Scan the data below and give the number of lines that include the word "axum", with no other words.

Recorded data
»»

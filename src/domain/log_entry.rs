use crate::error::ValidationError;
use serde::Serialize;
use std::fmt;
use std::str::FromStr;

/// Severity carried by an ingested line.
#[derive(Serialize, Clone, Copy, Debug, PartialEq, Eq)]
#[serde(rename_all = "UPPERCASE")]
pub enum LogLevel {
    Info,
    Warning,
    Error,
    Critical,
    Debug,
}

impl LogLevel {
    pub fn as_str(self) -> &'static str {
        match self {
            LogLevel::Info => "INFO",
            LogLevel::Warning => "WARNING",
            LogLevel::Error => "ERROR",
            LogLevel::Critical => "CRITICAL",
            LogLevel::Debug => "DEBUG",
        }
    }
}

impl FromStr for LogLevel {
    type Err = ValidationError;

    fn from_str(s: &str) -> Result<Self, Self::Err> {
        match s {
            "INFO" => Ok(LogLevel::Info),
            "WARNING" => Ok(LogLevel::Warning),
            "ERROR" => Ok(LogLevel::Error),
            "CRITICAL" => Ok(LogLevel::Critical),
            "DEBUG" => Ok(LogLevel::Debug),
            other => Err(ValidationError::UnknownLevel(other.to_string())),
        }
    }
}

impl fmt::Display for LogLevel {
    fn fmt(&self, f: &mut fmt::Formatter<'_>) -> fmt::Result {
        f.write_str(self.as_str())
    }
}

/// Unvalidated field set. Turn it into a [`LogEntry`] with `LogEntry::try_from`.
#[derive(Debug, Clone, Default)]
pub struct NewLogEntry {
    pub origin_ip: String,
    pub application_id: String,
    pub date: String,
    pub time: String,
    pub client_ip: String,
    pub level: String,
    pub method: String,
    pub component: String,
    pub message: String,
}

/// One structured record extracted from one input line.
///
/// Fields are private: an entry can only be obtained through validation and
/// never changes afterwards.
#[derive(Serialize, Clone, Debug, PartialEq, Eq)]
pub struct LogEntry {
    origin_ip: String,
    application_id: String,
    date: String,
    time: String,
    client_ip: String,
    level: LogLevel,
    method: String,
    component: String,
    message: String,
}

impl TryFrom<NewLogEntry> for LogEntry {
    type Error = ValidationError;

    fn try_from(raw: NewLogEntry) -> Result<Self, Self::Error> {
        require_ipv4("origin_ip", &raw.origin_ip)?;
        require_ipv4("client_ip", &raw.client_ip)?;
        require_non_empty("date", &raw.date)?;
        require_non_empty("time", &raw.time)?;
        let level = raw.level.parse::<LogLevel>()?;

        Ok(Self {
            origin_ip: raw.origin_ip,
            application_id: raw.application_id,
            date: raw.date,
            time: raw.time,
            client_ip: raw.client_ip,
            level,
            method: raw.method,
            component: raw.component,
            message: raw.message,
        })
    }
}

impl LogEntry {
    pub fn origin_ip(&self) -> &str {
        &self.origin_ip
    }

    pub fn application_id(&self) -> &str {
        &self.application_id
    }

    /// Content date, `YYYY-MM-DD`.
    pub fn date(&self) -> &str {
        &self.date
    }

    /// Wall-clock time, `HH:MM:SS`.
    pub fn time(&self) -> &str {
        &self.time
    }

    pub fn client_ip(&self) -> &str {
        &self.client_ip
    }

    pub fn level(&self) -> LogLevel {
        self.level
    }

    pub fn method(&self) -> &str {
        &self.method
    }

    pub fn component(&self) -> &str {
        &self.component
    }

    pub fn message(&self) -> &str {
        &self.message
    }
}

/// Dotted-quad check: exactly four decimal octets, each within 0..=255.
pub fn is_valid_ipv4(value: &str) -> bool {
    let octets: Vec<&str> = value.split('.').collect();
    if octets.len() != 4 {
        return false;
    }
    octets.iter().all(|octet| {
        !octet.is_empty()
            && octet.bytes().all(|b| b.is_ascii_digit())
            && octet.parse::<u16>().is_ok_and(|n| n <= 255)
    })
}

fn require_ipv4(field: &'static str, value: &str) -> Result<(), ValidationError> {
    if value.is_empty() {
        return Err(ValidationError::Empty { field });
    }
    if !is_valid_ipv4(value) {
        return Err(ValidationError::InvalidIpv4 {
            field,
            value: value.to_string(),
        });
    }
    Ok(())
}

fn require_non_empty(field: &'static str, value: &str) -> Result<(), ValidationError> {
    if value.trim().is_empty() {
        return Err(ValidationError::Empty { field });
    }
    Ok(())
}
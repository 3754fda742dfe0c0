pub mod batch_writer;
pub mod index_publisher;
pub mod orchestrator;

pub use batch_writer::{BatchFile, BatchWriter};
pub use index_publisher::{IndexPublisher, IndexResult, IndexStatus};
pub use orchestrator::{IngestReceipt, IngestionPipeline, Stage};
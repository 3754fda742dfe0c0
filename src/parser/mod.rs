//! Positional line grammar for ingested payloads.
//!
//! Every line looks like
//! `YYYY-MM-DD HH:MM:SS,mmm - client_ip - application_id - LEVEL - method - component - message`.
//! Splitting on `-` yields `year`, `month`, `day time,ms`, then the six
//! remaining fields; the message keeps any further dashes.

use crate::domain::{LogEntry, NewLogEntry};
use crate::error::ParseError;
use chrono::NaiveDate;
use regex::Regex;
use std::sync::OnceLock;

/// Number of `-` separated components a line must have.
pub const MIN_FIELDS: usize = 9;

static DATE_PATTERN: OnceLock<Regex> = OnceLock::new();
static TIME_PATTERN: OnceLock<Regex> = OnceLock::new();

fn date_pattern() -> &'static Regex {
    DATE_PATTERN.get_or_init(|| Regex::new(r"^\d{4}-\d{2}-\d{2}$").expect("static date pattern"))
}

fn time_pattern() -> &'static Regex {
    TIME_PATTERN.get_or_init(|| Regex::new(r"^\d{2}:\d{2}:\d{2}$").expect("static time pattern"))
}

/// Parse a raw payload into entries, all or nothing.
///
/// `origin_ip` is the address of the peer that sent the payload and is stamped
/// on every entry. Blank lines are skipped; the first bad line aborts the parse.
pub fn parse(origin_ip: &str, raw_payload: &[u8]) -> Result<Vec<LogEntry>, ParseError> {
    let text =
        std::str::from_utf8(raw_payload).map_err(|e| ParseError::InvalidUtf8(e.to_string()))?;

    let mut entries = Vec::new();
    for (index, line) in text.split('\n').enumerate() {
        let line = line.strip_suffix('\r').unwrap_or(line);
        if line.trim().is_empty() {
            continue;
        }
        entries.push(parse_line(origin_ip, line, index + 1)?);
    }
    Ok(entries)
}

/// Parse one non-empty line. `line_no` is 1-based and only used for errors.
pub fn parse_line(origin_ip: &str, line: &str, line_no: usize) -> Result<LogEntry, ParseError> {
    let parts: Vec<&str> = line.splitn(MIN_FIELDS, '-').map(str::trim).collect();
    if parts.len() < MIN_FIELDS {
        return Err(ParseError::MissingField {
            line: line_no,
            expected: MIN_FIELDS,
            found: parts.len(),
        });
    }

    let (day, time) = split_day_and_time(parts[2]).ok_or_else(|| ParseError::Malformed {
        line: line_no,
        field: "day and time",
        value: parts[2].to_string(),
    })?;

    let date = format!("{}-{}-{}", parts[0], parts[1], day);
    if !date_pattern().is_match(&date) || NaiveDate::parse_from_str(&date, "%Y-%m-%d").is_err() {
        return Err(ParseError::Malformed {
            line: line_no,
            field: "date",
            value: date,
        });
    }
    if !time_pattern().is_match(time) {
        return Err(ParseError::Malformed {
            line: line_no,
            field: "time",
            value: time.to_string(),
        });
    }

    LogEntry::try_from(NewLogEntry {
        origin_ip: origin_ip.to_string(),
        client_ip: parts[3].to_string(),
        application_id: parts[4].to_string(),
        level: parts[5].to_string(),
        method: parts[6].to_string(),
        component: parts[7].to_string(),
        message: parts[8].to_string(),
        date,
        time: time.to_string(),
    })
    .map_err(|source| ParseError::Invalid {
        line: line_no,
        source,
    })
}

/// `"15 01:56:59,303"` -> `("15", "01:56:59")`; fractional seconds are dropped.
fn split_day_and_time(component: &str) -> Option<(&str, &str)> {
    let mut pieces = component.split_whitespace();
    let day = pieces.next()?;
    let time = pieces.next()?;
    if pieces.next().is_some() {
        return None;
    }
    let time = time.split(',').next().unwrap_or(time).trim();
    Some((day, time))
}
use crate::auth::{ClaimGate, JwtVerifier, Operation, authorize};
use crate::handler::health::{health_handler, online_handler};
use crate::handler::log::log_handler;
use crate::pipeline::IngestionPipeline;
use axum::Router;
use axum::middleware;
use axum::routing::{get, post};
use std::sync::Arc;

/// Build the HTTP router (online probe + health + authorized log ingestion).
pub fn main_router(pipeline: Arc<IngestionPipeline>, verifier: Arc<JwtVerifier>) -> Router {
    let probe_router = Router::new()
        .route("/", get(online_handler))
        .route("/v1/health", get(health_handler));

    let log_router = Router::new()
        .route("/log", post(log_handler))
        .route_layer(middleware::from_fn_with_state(
            ClaimGate::new(verifier, Operation::IngestLog),
            authorize,
        ))
        .with_state(pipeline);

    Router::new().merge(probe_router).merge(log_router)
}
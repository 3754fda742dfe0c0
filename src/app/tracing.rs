use tracing::Level;
use tracing_subscriber::{EnvFilter, fmt, prelude::*};

#[derive(Debug, Clone, Copy, PartialEq, Eq)]
pub enum LogFormat {
    Json,
    Plain,
}

impl LogFormat {
    /// `RUST_LOG_FORMAT=json` or unset selects JSON (production default); anything else is plain.
    pub fn from_env_value(value: Option<&str>) -> Self {
        match value {
            None => LogFormat::Json,
            Some(v) if v.eq_ignore_ascii_case("json") => LogFormat::Json,
            Some(_) => LogFormat::Plain,
        }
    }
}

/// Initialize the tracing subscriber from `RUST_LOG_FORMAT` and `RUST_LOG`.
pub fn init_tracing() {
    let format = LogFormat::from_env_value(std::env::var("RUST_LOG_FORMAT").ok().as_deref());
    let filter = EnvFilter::from_default_env().add_directive(Level::INFO.into());

    match format {
        LogFormat::Json => tracing_subscriber::registry()
            .with(
                fmt::layer()
                    .json()
                    .flatten_event(true)
                    .with_current_span(true),
            )
            .with(filter)
            .init(),
        LogFormat::Plain => tracing_subscriber::registry()
            .with(fmt::layer())
            .with(filter)
            .init(),
    }
}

««

[Output below]:
3